Please output exactly the lines of the material from the first through the line containing "pub mod auth;", and nothing more.

### SOURCE INFORMATION

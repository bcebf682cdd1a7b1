//! Authentication Module
//!
//! User registration, login and token-protected access.
//!
//! # Module Structure
//!
//! ```text
//! auth/
//! ├── mod.rs          - Module exports and documentation
//! ├── users.rs        - User model and UserStore
//! ├── password.rs     - bcrypt hashing and verification
//! ├── sessions.rs     - Token issuing and validation
//! └── handlers/       - HTTP handlers
//! ```
//!
//! # Security
//!
//! - Passwords are hashed using bcrypt before storage
//! - Tokens are stateless HS256 JWTs; there is no revocation list, a token
//!   stays valid until `exp`
//! - Failed logins never reveal whether the email exists

/// User data model and database operations
pub mod users;

/// Password hashing
pub mod password;

/// Token generation and validation
pub mod sessions;

/// HTTP handlers for authentication endpoints
pub mod handlers;

pub use handlers::{login, protected, signup, user_hello};
pub use password::{PasswordError, PasswordHasher};
pub use sessions::{Claims, TokenError, TokenIssuer};
pub use users::{StoreError, User, UserStore};
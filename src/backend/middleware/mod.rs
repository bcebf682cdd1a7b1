//! Middleware Module
//!
//! Request processing that runs before handlers.
//!
//! - **`auth`** - Bearer token validation for protected routes
//!
//! # Example
//!
//! ```rust,no_run
//! use authgate::backend::middleware::auth_middleware;
//! use authgate::backend::server::AppState;
//! use axum::{middleware, routing::get, Router};
//!
//! # fn example(state: AppState) -> Router<AppState> {
//! Router::new()
//!     .route("/protected", get(|| async { "ok" }))
//!     .route_layer(middleware::from_fn_with_state(state, auth_middleware))
//! # }
//! ```

pub mod auth;

pub use auth::{auth_middleware, bearer_token, AuthUser, AuthenticatedUser};
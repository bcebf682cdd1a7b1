//! Backend Error Module
//!
//! Error kinds returned by HTTP handlers and their conversion to JSON
//! responses.
//!
//! # Module Structure
//!
//! ```text
//! error/
//! ├── mod.rs        - Module exports and documentation
//! ├── types.rs      - ApiError and AuthFailure
//! └── conversion.rs - IntoResponse for ApiError
//! ```
//!
//! Lower layers keep their own error enums (`StoreError`, `PasswordError`,
//! `TokenError`); `From` impls fold them into `ApiError` so handlers can use
//! `?` throughout.

/// Error type definitions
pub mod types;

/// Error conversion implementations
pub mod conversion;

pub use types::{ApiError, AuthFailure, BAD_CREDENTIALS};
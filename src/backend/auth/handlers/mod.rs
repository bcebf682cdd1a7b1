//! Authentication Handlers Module
//!
//! HTTP handlers for the auth endpoints.
//!
//! # Module Structure
//!
//! ```text
//! handlers/
//! ├── mod.rs        - Handler exports
//! ├── json.rs       - Strict JSON body extractor
//! ├── signup.rs     - POST /signup
//! ├── login.rs      - POST /login
//! ├── protected.rs  - GET /protected
//! └── user.rs       - GET /user
//! ```
//!
//! # Authentication Flow
//!
//! 1. **Signup**: email and password → user created → public view returned
//! 2. **Login**: email and password → credentials verified → token returned
//! 3. **Protected**: token → verified → user returned

/// Strict JSON body extractor
pub mod json;

/// Signup handler
pub mod signup;

/// Login handler
pub mod login;

/// Protected resource handler
pub mod protected;

/// Hello endpoint
pub mod user;

pub use json::ValidJson;
pub use login::login;
pub use protected::protected;
pub use signup::signup;
pub use user::user_hello;
//! Property-based tests for the public user view and request types
//!
//! Uses proptest to generate random inputs and verify that credentials
//! never leak into serialized views or debug output.

use authgate::backend::auth::User;
use authgate::shared::{LoginRequest, SignupRequest};
use chrono::Utc;
use proptest::prelude::*;
use uuid::Uuid;

fn user(email: String, password_hash: String) -> User {
    User {
        id: Uuid::new_v4(),
        email,
        password_hash,
        created_at: Utc::now(),
    }
}

proptest! {
    #[test]
    fn test_view_has_only_id_and_email(
        email in "[a-z0-9]{1,16}@[a-z]{1,10}\\.[a-z]{2,4}",
        hash in "\\$2b\\$04\\$[A-Za-z0-9./]{53}",
    ) {
        let user = user(email.clone(), hash.clone());
        let json = serde_json::to_value(user.view()).unwrap();
        let object = json.as_object().unwrap();

        prop_assert_eq!(object.len(), 2);
        prop_assert_eq!(object.get("email").and_then(|v| v.as_str()), Some(email.as_str()));
        prop_assert!(!json.to_string().contains(&hash));
    }

    #[test]
    fn test_user_debug_omits_hash(
        email in "[a-z0-9]{1,16}@[a-z]{1,10}\\.[a-z]{2,4}",
        hash in "\\$2b\\$04\\$[A-Za-z0-9./]{53}",
    ) {
        let user = user(email, hash.clone());
        let debug = format!("{:?}", user);
        prop_assert!(!debug.contains(&hash));
    }

    #[test]
    fn test_request_debug_redacts_password(
        email in "[a-z0-9]{1,16}@[a-z]{1,10}\\.[a-z]{2,4}",
        password in "[A-Za-z0-9]{12,32}",
    ) {
        let signup = SignupRequest::new(email.clone(), password.clone());
        let login = LoginRequest::new(email, password.clone());

        let signup_debug = format!("{:?}", signup);
        let login_debug = format!("{:?}", login);
        prop_assert!(!signup_debug.contains(&password));
        prop_assert!(!login_debug.contains(&password));
    }
}
/**
 * Application State Management
 *
 * `AppState` bundles the three auth components. Each is cheap to clone
 * (the store wraps a pooled handle, the hasher and issuer hold immutable
 * keys), and none of them carries mutable in-process state: the only shared
 * mutable resource is the database.
 *
 * The `FromRef` implementations let handlers extract just the component
 * they use, following Axum's recommended pattern.
 */

use axum::extract::FromRef;
use sqlx::SqlitePool;

use crate::backend::auth::password::{PasswordError, PasswordHasher};
use crate::backend::auth::sessions::TokenIssuer;
use crate::backend::auth::users::UserStore;
use crate::backend::server::config::ServerConfig;

/// Application state shared by all handlers
#[derive(Clone)]
pub struct AppState {
    /// User persistence
    pub users: UserStore,
    /// Password hashing and verification
    pub passwords: PasswordHasher,
    /// Session token signing and validation
    pub tokens: TokenIssuer,
}

impl AppState {
    /// Build the state from a database pool and the server configuration
    pub fn new(pool: SqlitePool, config: &ServerConfig) -> Result<Self, PasswordError> {
        Ok(Self {
            users: UserStore::new(pool),
            passwords: PasswordHasher::new(config.bcrypt_cost)?,
            tokens: TokenIssuer::new(&config.jwt),
        })
    }
}

impl FromRef<AppState> for UserStore {
    fn from_ref(app_state: &AppState) -> Self {
        app_state.users.clone()
    }
}

impl FromRef<AppState> for PasswordHasher {
    fn from_ref(app_state: &AppState) -> Self {
        app_state.passwords.clone()
    }
}

impl FromRef<AppState> for TokenIssuer {
    fn from_ref(app_state: &AppState) -> Self {
        app_state.tokens.clone()
    }
}

/// State over a fresh in-memory database, with a fixed secret and the
/// cheapest bcrypt cost
#[cfg(test)]
pub(crate) async fn test_state() -> AppState {
    use crate::backend::server::init::connect_in_memory;

    let config = ServerConfig::from_lookup(|key| match key {
        "JWT_SECRET" => Some("test-secret".to_string()),
        "BCRYPT_COST" => Some("4".to_string()),
        _ => None,
    })
    .unwrap();
    let pool = connect_in_memory().await.unwrap();
    AppState::new(pool, &config).unwrap()
}
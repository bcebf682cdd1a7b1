/**
 * API Error Types
 *
 * This module defines the errors that handlers return. Every lower-level
 * failure (database, hashing, token decoding) is converted into one of
 * these kinds before it reaches the response, so internal error values
 * never end up in a payload.
 *
 * # Error Kinds
 *
 * - `Validation` - malformed or missing input (400)
 * - `Unauthorized` - bad credentials (400) or a missing/invalid token (401)
 * - `Conflict` - the email is already registered (409)
 * - `NotFound` - the token subject no longer exists (404)
 * - `StorageFault` - the database failed (500)
 * - `Internal` - any other server-side failure (500)
 */

use axum::http::StatusCode;
use thiserror::Error;

use crate::backend::auth::password::PasswordError;
use crate::backend::auth::sessions::TokenError;
use crate::backend::auth::users::StoreError;

/// Message used for every failed login, whatever the cause
pub const BAD_CREDENTIALS: &str = "bad credentials";

/// Why a request was not authenticated
#[derive(Debug, Clone, Copy, PartialEq, Eq, Error)]
pub enum AuthFailure {
    /// Unknown email or wrong password; the two are never told apart
    #[error("bad credentials")]
    BadCredentials,

    /// No `Authorization: Bearer` header on a protected route
    #[error("Missing Authorization Header")]
    MissingToken,

    /// The presented token did not validate
    #[error(transparent)]
    Token(#[from] TokenError),
}

/// Handler-boundary error
#[derive(Debug, Error)]
pub enum ApiError {
    #[error("{0}")]
    Validation(String),

    #[error("{0}")]
    Unauthorized(AuthFailure),

    #[error("email already registered")]
    Conflict,

    #[error("user not found")]
    NotFound,

    #[error("storage error")]
    StorageFault,

    #[error("internal server error")]
    Internal,
}

impl ApiError {
    pub fn validation(message: impl Into<String>) -> Self {
        Self::Validation(message.into())
    }

    pub fn bad_credentials() -> Self {
        Self::Unauthorized(AuthFailure::BadCredentials)
    }

    /// Get the HTTP status code for this error
    ///
    /// Bad credentials answer 400 like a malformed login; token problems
    /// answer 401.
    pub fn status_code(&self) -> StatusCode {
        match self {
            Self::Validation(_) => StatusCode::BAD_REQUEST,
            Self::Unauthorized(AuthFailure::BadCredentials) => StatusCode::BAD_REQUEST,
            Self::Unauthorized(_) => StatusCode::UNAUTHORIZED,
            Self::Conflict => StatusCode::CONFLICT,
            Self::NotFound => StatusCode::NOT_FOUND,
            Self::StorageFault | Self::Internal => StatusCode::INTERNAL_SERVER_ERROR,
        }
    }

    /// Get the user-facing message
    pub fn message(&self) -> String {
        self.to_string()
    }
}

impl From<AuthFailure> for ApiError {
    fn from(failure: AuthFailure) -> Self {
        Self::Unauthorized(failure)
    }
}

impl From<TokenError> for ApiError {
    fn from(err: TokenError) -> Self {
        Self::Unauthorized(AuthFailure::Token(err))
    }
}

impl From<StoreError> for ApiError {
    fn from(err: StoreError) -> Self {
        match err {
            StoreError::Conflict => Self::Conflict,
            StoreError::Storage(source) => {
                tracing::error!("Database error: {:?}", source);
                Self::StorageFault
            }
        }
    }
}

impl From<PasswordError> for ApiError {
    fn from(err: PasswordError) -> Self {
        tracing::error!("Password hashing error: {:?}", err);
        Self::Internal
    }
}
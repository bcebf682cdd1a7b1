/**
 * Authentication Wire Types
 *
 * Request bodies accepted by `POST /signup` and `POST /login`, and the
 * payloads returned by the auth endpoints.
 *
 * Request bodies reject unknown fields. Both credential fields are optional
 * at the type level so that an absent field can be reported by name instead
 * of surfacing as a generic decoding error.
 */
use serde::{Deserialize, Serialize};
use std::fmt;

/// Sign up request
#[derive(Deserialize, Serialize, Clone, Default)]
#[serde(deny_unknown_fields)]
pub struct SignupRequest {
    /// Email address used as the login identifier
    pub email: Option<String>,
    /// Plaintext password, hashed before storage
    pub password: Option<String>,
}

/// Login request
#[derive(Deserialize, Serialize, Clone, Default)]
#[serde(deny_unknown_fields)]
pub struct LoginRequest {
    pub email: Option<String>,
    pub password: Option<String>,
}

impl SignupRequest {
    pub fn new(email: impl Into<String>, password: impl Into<String>) -> Self {
        Self {
            email: Some(email.into()),
            password: Some(password.into()),
        }
    }
}

impl LoginRequest {
    pub fn new(email: impl Into<String>, password: impl Into<String>) -> Self {
        Self {
            email: Some(email.into()),
            password: Some(password.into()),
        }
    }
}

// Passwords never reach logs through `{:?}`.
impl fmt::Debug for SignupRequest {
    fn fmt(&self, f: &mut fmt::Formatter<'_>) -> fmt::Result {
        f.debug_struct("SignupRequest")
            .field("email", &self.email)
            .field("password", &self.password.as_ref().map(|_| "<redacted>"))
            .finish()
    }
}

impl fmt::Debug for LoginRequest {
    fn fmt(&self, f: &mut fmt::Formatter<'_>) -> fmt::Result {
        f.debug_struct("LoginRequest")
            .field("email", &self.email)
            .field("password", &self.password.as_ref().map(|_| "<redacted>"))
            .finish()
    }
}

/// Public projection of a user
///
/// This is the only shape in which a user ever leaves the server. It has no
/// credential field, so no endpoint can leak one by accident.
#[derive(Serialize, Deserialize, Debug, Clone, PartialEq, Eq)]
pub struct UserView {
    /// User's unique ID (UUID)
    pub id: String,
    /// User's email address
    pub email: String,
}

/// Login response
#[derive(Serialize, Deserialize, Debug, Clone)]
pub struct TokenResponse {
    /// Signed bearer token
    pub jwt: String,
}

/// Response of the protected resource
#[derive(Serialize, Deserialize, Debug, Clone)]
pub struct ProtectedResponse {
    /// Confirmation message
    pub msg: String,
    /// The authenticated user
    pub user_data: UserView,
}

/// Plain message response
#[derive(Serialize, Deserialize, Debug, Clone, PartialEq, Eq)]
pub struct MessageResponse {
    pub msg: String,
}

######

▸ **ANSWER SPACE**
repository bcebf682cdd1a7b1
//! Authentication Module
//!
//! User registration, login and token-protected access.
//!
//! # Module Structure
//!
//! ```text
//! auth/
//! ├── mod.rs          - Module exports and documentation
//! ├── users.rs        - User model and UserStore
//! ├── password.rs     - bcrypt hashing and verification
//! ├── sessions.rs     - Token issuing and validation
//! └── handlers/       - HTTP handlers
//! ```
//!
//! # Security
//!
//! - Passwords are hashed using bcrypt before storage
//! - Tokens are stateless HS256 JWTs; there is no revocation list, a token
//!   stays valid until `exp`
//! - Failed logins never reveal whether the email exists

/// User data model and database operations
pub mod users;

/// Password hashing
pub mod password;

/// Token generation and validation
pub mod sessions;

/// HTTP handlers for authentication endpoints
pub mod handlers;

pub use handlers::{login, protected, signup, user_hello};
pub use password::{PasswordError, PasswordHasher};
pub use sessions::{Claims, TokenError, TokenIssuer};
pub use users::{StoreError, User, UserStore};
filename src/backend/middleware/mod.rs
repository bcebf682cdd1a7b1
//! Middleware Module
//!
//! Request processing that runs before handlers.
//!
//! - **`auth`** - Bearer token validation for protected routes
//!
//! # Example
//!
//! ```rust,no_run
//! use authgate::backend::middleware::auth_middleware;
//! use authgate::backend::server::AppState;
//! use axum::{middleware, routing::get, Router};
//!
//! # fn example(state: AppState) -> Router<AppState> {
//! Router::new()
//!     .route("/protected", get(|| async { "ok" }))
//!     .route_layer(middleware::from_fn_with_state(state, auth_middleware))
//! # }
//! ```

pub mod auth;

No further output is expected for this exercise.